Problem to solve —
Lines to restate from the data below: from the one containing "let mut license" to the one containing "fn parse_author(author: &str)", both included. Give them again exactly, and only them.

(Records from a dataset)
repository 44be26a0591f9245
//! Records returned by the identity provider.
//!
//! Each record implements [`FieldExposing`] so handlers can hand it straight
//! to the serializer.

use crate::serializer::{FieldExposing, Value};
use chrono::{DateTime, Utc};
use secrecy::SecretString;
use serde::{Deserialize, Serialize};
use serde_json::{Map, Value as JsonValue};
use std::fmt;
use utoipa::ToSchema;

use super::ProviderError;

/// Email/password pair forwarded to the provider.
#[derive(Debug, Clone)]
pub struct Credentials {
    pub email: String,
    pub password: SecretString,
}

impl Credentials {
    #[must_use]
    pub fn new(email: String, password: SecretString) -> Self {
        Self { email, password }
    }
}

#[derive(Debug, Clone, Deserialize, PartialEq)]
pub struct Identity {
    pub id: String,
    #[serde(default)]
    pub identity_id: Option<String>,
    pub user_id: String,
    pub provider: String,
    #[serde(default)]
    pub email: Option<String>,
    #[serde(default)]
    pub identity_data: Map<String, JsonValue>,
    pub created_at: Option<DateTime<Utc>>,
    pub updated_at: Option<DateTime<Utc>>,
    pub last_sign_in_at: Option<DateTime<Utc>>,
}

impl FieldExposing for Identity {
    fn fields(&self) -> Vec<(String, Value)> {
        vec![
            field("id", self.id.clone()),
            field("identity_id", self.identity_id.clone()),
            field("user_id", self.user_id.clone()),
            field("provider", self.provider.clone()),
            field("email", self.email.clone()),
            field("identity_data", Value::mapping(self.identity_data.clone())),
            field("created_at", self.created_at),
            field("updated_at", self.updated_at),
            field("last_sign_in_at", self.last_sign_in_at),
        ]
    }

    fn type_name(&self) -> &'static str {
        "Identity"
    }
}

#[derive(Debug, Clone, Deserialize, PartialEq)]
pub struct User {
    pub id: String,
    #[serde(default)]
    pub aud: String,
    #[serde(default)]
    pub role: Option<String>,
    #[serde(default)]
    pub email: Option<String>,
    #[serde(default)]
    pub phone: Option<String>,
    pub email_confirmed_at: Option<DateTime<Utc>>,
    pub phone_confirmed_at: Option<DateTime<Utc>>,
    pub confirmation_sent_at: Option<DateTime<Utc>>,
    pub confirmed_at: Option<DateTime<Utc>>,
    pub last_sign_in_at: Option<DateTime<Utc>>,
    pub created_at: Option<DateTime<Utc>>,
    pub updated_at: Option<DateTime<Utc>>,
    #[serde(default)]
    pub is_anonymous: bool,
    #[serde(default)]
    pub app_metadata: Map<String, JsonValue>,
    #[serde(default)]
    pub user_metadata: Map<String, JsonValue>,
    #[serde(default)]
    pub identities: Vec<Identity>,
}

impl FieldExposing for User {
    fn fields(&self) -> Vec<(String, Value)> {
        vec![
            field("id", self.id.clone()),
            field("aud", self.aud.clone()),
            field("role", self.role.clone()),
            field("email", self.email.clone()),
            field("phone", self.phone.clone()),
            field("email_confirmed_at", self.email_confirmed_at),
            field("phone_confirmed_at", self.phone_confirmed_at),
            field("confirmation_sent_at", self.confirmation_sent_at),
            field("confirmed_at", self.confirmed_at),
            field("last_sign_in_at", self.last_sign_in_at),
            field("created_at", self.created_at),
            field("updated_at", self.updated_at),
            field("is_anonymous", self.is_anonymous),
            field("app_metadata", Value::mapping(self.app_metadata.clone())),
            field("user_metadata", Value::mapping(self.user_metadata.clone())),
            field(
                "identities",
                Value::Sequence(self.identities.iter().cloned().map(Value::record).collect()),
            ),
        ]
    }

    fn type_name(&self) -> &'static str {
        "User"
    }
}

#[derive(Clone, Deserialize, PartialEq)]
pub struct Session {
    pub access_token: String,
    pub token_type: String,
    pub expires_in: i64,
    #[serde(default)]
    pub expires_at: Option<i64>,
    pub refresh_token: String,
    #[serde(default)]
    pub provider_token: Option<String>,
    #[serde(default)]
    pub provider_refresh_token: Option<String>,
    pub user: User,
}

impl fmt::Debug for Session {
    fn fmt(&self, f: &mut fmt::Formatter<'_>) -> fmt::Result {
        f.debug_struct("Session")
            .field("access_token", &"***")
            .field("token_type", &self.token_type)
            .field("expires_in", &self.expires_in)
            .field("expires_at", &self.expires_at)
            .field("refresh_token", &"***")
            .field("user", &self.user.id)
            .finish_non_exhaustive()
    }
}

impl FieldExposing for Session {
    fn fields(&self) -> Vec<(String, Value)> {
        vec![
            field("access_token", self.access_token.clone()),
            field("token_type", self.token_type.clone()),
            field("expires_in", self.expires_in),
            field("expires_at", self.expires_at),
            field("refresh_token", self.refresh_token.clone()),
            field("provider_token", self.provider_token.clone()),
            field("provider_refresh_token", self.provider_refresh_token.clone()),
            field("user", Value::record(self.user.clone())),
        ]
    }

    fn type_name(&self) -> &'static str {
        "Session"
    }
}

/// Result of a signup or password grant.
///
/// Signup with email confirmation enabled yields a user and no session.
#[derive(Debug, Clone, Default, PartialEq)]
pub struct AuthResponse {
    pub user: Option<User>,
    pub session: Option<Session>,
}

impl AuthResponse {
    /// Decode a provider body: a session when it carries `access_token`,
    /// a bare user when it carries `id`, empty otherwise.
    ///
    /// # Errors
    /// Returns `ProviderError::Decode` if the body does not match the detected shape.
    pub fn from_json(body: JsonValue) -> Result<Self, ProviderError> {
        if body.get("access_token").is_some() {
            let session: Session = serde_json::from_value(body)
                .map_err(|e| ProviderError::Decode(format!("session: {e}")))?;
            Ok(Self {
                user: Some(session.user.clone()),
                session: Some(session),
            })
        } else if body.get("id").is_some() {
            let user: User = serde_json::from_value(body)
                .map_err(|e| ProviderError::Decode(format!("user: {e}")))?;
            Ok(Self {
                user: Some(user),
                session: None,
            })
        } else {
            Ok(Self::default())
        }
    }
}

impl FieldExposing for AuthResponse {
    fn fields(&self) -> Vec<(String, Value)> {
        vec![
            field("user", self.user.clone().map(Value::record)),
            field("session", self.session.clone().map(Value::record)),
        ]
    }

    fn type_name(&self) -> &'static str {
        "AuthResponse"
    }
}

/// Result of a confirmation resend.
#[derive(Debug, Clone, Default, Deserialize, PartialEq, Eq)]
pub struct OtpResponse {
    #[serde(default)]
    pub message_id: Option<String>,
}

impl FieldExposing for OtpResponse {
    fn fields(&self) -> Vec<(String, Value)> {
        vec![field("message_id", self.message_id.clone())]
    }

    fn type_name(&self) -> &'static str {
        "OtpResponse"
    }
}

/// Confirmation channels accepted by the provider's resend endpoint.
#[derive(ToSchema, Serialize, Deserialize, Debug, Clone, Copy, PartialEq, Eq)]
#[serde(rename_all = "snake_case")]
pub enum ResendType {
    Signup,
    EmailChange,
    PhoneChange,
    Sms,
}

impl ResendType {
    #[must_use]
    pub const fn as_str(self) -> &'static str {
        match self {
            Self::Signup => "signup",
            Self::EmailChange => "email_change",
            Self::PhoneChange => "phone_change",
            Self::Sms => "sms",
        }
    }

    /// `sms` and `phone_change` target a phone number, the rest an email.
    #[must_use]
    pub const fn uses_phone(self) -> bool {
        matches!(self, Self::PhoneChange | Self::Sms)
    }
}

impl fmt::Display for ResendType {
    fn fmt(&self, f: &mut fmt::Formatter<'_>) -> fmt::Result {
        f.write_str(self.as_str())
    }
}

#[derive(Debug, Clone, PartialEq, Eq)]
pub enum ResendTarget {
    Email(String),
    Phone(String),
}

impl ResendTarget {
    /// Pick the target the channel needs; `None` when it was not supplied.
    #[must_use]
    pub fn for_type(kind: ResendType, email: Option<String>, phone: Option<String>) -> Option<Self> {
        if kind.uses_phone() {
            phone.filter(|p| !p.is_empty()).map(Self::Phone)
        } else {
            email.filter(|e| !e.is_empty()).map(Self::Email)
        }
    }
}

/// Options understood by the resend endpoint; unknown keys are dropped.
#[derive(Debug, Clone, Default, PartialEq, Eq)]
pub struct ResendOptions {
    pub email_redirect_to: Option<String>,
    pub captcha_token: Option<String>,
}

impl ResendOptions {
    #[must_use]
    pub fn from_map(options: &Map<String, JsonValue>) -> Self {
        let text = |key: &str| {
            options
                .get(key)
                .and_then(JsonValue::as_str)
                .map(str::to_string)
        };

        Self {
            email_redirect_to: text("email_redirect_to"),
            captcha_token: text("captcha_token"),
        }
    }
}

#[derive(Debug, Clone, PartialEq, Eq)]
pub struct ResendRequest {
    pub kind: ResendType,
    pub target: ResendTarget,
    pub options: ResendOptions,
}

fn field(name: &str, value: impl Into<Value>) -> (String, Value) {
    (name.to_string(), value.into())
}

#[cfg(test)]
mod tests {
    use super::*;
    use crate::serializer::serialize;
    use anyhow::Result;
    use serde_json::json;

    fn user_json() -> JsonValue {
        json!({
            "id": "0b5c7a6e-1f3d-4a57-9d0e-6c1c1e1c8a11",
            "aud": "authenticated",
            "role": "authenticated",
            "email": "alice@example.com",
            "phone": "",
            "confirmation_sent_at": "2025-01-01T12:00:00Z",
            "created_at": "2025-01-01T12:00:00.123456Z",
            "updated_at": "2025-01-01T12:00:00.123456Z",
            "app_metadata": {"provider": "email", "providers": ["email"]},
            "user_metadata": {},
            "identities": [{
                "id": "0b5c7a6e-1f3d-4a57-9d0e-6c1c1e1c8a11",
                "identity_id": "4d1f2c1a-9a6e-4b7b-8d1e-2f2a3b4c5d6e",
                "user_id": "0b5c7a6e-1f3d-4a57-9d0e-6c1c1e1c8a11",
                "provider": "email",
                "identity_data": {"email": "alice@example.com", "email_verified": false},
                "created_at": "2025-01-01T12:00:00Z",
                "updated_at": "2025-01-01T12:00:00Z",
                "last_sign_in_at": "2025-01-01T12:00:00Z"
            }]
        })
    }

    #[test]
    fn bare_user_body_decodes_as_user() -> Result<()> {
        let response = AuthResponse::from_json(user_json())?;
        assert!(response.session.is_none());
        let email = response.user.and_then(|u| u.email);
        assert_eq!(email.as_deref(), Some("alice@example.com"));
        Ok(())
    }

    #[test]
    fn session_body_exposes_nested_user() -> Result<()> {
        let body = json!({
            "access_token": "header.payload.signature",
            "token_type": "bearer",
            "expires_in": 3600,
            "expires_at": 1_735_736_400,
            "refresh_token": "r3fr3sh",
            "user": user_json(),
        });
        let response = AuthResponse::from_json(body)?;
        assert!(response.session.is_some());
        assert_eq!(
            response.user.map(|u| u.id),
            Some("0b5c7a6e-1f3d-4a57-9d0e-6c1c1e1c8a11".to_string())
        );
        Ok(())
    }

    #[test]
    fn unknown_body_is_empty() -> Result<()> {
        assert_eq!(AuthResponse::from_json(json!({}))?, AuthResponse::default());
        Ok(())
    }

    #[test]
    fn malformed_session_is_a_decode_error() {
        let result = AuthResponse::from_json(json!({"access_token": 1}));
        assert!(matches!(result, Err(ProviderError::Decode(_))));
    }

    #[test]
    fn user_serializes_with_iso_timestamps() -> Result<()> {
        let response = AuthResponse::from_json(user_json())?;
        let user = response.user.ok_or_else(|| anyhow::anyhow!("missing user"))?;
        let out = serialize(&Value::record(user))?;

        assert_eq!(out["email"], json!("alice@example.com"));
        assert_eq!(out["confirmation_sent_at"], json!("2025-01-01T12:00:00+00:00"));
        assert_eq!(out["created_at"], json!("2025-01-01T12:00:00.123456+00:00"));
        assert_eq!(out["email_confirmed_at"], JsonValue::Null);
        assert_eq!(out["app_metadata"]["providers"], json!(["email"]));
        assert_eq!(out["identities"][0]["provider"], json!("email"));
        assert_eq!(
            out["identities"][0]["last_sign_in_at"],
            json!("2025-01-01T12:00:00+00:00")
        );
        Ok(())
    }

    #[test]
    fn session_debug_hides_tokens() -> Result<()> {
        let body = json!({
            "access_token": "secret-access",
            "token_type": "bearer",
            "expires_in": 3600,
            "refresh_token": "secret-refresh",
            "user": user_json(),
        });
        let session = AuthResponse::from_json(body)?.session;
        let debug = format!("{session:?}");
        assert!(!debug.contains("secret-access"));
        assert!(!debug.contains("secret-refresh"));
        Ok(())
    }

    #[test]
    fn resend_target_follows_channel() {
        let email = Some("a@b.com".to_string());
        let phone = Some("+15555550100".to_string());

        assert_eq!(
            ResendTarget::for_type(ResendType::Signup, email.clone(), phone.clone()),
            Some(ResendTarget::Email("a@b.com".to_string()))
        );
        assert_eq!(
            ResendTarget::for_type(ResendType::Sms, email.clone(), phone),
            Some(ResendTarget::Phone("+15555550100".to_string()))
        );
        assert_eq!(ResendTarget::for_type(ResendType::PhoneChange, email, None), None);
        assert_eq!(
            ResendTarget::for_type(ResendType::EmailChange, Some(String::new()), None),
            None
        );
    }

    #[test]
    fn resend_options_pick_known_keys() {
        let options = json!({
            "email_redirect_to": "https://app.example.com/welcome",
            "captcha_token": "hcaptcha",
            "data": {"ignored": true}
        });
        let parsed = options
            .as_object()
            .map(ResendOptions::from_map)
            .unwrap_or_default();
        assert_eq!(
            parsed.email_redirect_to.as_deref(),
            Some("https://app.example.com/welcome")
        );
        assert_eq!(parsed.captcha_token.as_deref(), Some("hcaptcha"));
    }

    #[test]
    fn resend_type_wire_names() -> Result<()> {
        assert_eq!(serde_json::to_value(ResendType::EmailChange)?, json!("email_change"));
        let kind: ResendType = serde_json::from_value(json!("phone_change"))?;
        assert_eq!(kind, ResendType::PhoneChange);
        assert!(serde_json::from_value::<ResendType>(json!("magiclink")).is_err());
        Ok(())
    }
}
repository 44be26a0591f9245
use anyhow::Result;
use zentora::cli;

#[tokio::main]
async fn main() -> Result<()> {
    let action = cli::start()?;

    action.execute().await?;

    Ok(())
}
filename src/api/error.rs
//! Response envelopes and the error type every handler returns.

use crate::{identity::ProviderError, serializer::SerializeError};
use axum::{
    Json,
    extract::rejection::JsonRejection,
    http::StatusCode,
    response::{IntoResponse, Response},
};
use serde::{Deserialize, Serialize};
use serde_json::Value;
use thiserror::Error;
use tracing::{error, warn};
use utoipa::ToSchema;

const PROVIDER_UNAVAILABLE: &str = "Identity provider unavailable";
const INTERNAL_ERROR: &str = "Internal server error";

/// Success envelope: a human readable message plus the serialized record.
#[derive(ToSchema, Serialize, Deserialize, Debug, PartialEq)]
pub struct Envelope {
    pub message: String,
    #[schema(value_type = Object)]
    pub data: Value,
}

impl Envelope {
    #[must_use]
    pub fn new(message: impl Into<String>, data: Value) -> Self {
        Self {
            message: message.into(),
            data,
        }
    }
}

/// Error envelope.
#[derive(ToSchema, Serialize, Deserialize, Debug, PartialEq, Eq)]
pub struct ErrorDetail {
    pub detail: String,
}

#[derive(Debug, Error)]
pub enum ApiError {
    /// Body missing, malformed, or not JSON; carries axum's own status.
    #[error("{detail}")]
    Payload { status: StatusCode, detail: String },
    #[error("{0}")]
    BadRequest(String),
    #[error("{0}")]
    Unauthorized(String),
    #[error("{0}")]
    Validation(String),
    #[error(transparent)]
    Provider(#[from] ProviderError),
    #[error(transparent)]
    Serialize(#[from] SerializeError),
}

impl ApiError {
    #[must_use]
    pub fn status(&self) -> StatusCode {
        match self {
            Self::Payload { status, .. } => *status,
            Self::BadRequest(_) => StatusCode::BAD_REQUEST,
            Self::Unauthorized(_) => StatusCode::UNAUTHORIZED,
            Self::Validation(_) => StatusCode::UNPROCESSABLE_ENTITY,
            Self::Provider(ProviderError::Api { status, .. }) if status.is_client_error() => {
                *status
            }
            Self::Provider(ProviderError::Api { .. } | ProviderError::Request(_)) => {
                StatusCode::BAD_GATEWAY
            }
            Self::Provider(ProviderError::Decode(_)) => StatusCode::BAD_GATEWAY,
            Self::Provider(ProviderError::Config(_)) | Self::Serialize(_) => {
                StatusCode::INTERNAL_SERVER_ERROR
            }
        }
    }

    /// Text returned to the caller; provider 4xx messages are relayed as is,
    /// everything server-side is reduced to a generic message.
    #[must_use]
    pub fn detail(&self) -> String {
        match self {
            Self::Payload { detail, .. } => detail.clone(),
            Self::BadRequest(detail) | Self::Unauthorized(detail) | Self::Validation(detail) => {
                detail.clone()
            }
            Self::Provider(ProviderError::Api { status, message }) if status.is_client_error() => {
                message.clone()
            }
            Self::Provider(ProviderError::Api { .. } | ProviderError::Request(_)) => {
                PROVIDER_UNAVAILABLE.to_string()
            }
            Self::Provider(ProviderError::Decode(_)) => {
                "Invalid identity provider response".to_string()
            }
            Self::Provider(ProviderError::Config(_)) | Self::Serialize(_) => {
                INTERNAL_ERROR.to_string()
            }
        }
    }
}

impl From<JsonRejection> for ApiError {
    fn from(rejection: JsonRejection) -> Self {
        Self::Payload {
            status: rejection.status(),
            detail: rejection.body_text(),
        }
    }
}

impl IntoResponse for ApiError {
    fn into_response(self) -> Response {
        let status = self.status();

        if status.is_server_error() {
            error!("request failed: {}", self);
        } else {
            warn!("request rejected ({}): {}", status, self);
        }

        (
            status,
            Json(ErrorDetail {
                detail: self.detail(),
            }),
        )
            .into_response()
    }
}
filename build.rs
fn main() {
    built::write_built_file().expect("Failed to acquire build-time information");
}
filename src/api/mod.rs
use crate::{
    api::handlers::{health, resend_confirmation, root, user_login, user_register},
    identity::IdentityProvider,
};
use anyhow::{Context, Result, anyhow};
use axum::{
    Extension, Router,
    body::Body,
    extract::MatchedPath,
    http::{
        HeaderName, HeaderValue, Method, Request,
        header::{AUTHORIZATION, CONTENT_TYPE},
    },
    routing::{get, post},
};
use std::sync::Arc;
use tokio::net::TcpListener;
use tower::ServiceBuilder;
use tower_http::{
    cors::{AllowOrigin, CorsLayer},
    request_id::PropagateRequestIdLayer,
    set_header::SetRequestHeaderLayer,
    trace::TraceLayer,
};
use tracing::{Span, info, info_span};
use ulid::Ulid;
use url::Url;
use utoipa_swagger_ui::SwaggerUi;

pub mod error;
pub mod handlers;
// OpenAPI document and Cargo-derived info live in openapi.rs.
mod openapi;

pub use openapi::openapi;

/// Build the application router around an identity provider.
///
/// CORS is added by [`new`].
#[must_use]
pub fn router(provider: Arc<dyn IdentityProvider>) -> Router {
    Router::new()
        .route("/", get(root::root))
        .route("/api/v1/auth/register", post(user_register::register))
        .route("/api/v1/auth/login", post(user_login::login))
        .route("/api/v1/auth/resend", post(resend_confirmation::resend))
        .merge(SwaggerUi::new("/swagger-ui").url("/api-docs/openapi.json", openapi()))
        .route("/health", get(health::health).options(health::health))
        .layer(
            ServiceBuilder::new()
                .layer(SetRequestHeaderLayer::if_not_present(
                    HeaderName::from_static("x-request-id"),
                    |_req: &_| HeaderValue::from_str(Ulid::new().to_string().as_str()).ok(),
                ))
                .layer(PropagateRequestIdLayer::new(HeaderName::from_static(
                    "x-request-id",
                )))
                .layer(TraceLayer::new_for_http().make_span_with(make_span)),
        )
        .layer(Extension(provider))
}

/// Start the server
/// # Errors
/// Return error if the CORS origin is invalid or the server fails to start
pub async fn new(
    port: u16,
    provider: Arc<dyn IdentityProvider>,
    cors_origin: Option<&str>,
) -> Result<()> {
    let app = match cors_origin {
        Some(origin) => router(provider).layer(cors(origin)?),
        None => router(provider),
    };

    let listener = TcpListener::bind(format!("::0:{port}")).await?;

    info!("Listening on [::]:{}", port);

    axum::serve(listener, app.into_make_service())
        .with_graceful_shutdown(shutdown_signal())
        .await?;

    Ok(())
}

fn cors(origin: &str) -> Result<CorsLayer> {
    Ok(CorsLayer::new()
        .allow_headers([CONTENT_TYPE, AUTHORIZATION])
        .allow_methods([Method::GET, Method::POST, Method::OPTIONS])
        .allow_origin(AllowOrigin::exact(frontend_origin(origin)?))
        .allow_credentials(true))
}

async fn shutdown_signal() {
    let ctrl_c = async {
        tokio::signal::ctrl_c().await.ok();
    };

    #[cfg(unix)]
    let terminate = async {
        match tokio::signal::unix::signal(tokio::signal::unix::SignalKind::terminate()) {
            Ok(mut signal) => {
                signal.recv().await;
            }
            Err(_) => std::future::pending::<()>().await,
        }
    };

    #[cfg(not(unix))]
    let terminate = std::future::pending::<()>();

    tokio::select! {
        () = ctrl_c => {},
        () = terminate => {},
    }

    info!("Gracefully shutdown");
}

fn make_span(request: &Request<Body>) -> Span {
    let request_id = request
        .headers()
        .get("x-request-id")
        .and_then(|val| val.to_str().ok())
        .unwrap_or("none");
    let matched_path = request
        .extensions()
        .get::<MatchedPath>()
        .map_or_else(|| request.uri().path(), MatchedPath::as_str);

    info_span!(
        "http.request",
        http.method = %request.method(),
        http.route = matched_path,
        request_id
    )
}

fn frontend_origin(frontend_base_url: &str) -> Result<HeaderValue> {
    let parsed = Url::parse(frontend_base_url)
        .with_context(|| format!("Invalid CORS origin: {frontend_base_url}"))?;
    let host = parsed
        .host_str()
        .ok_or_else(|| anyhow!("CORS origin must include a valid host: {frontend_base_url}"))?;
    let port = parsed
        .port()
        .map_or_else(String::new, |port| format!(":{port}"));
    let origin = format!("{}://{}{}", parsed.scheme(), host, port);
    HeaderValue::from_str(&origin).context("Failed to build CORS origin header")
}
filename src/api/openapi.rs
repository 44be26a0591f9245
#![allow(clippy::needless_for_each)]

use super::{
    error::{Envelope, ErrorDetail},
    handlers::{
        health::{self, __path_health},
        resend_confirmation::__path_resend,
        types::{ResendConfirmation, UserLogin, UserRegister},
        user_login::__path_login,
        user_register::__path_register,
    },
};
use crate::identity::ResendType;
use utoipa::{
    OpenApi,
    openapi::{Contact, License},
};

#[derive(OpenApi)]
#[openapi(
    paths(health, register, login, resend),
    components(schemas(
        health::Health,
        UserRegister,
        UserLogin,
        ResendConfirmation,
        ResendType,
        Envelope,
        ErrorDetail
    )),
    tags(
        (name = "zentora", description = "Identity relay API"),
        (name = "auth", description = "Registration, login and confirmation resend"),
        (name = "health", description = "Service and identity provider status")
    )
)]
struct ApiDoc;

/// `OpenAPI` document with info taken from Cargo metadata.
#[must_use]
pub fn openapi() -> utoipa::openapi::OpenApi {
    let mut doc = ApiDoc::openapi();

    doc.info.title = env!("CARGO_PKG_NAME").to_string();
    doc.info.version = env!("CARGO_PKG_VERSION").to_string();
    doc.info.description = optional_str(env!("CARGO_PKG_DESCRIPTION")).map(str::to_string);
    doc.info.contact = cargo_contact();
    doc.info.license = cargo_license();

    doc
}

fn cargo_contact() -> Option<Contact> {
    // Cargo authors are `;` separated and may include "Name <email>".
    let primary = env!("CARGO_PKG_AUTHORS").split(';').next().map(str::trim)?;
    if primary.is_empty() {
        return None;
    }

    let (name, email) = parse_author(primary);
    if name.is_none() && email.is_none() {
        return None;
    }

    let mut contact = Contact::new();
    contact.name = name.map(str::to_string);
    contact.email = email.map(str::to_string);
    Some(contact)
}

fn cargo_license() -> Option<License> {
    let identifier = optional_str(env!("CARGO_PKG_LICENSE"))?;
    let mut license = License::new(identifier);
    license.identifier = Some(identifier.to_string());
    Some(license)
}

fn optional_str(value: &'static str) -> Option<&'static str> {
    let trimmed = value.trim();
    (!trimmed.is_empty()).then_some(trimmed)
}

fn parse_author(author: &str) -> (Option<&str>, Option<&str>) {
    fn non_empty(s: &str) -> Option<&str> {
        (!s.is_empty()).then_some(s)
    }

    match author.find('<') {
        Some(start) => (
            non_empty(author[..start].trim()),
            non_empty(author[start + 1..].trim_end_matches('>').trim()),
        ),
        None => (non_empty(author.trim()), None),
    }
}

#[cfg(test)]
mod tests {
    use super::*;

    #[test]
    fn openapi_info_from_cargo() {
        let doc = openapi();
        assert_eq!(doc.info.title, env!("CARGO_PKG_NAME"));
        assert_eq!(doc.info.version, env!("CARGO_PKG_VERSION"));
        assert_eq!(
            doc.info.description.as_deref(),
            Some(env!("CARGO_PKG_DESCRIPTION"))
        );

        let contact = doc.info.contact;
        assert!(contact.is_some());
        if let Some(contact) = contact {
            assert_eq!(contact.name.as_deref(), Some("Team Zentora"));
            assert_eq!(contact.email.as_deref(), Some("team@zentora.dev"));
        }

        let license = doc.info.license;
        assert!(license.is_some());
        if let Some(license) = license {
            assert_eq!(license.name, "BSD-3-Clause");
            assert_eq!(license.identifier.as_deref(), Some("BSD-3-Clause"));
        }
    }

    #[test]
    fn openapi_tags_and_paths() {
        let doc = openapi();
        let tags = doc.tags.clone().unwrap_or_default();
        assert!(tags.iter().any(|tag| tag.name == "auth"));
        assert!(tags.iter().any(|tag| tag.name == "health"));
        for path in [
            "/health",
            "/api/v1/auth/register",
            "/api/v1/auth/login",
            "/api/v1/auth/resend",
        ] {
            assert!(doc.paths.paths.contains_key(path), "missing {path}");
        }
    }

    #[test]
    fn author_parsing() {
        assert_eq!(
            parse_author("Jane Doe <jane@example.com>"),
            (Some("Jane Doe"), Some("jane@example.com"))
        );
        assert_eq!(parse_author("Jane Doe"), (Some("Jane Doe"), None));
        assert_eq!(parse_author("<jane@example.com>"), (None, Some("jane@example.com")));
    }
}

Written response —
    let mut license = License::new(identifier);
    license.identifier = Some(identifier.to_string());
    Some(license)
}

fn optional_str(value: &'static str) -> Option<&'static str> {
    let trimmed = value.trim();
    (!trimmed.is_empty()).then_some(trimmed)
}

fn parse_author(author: &str) -> (Option<&str>, Option<&str>) {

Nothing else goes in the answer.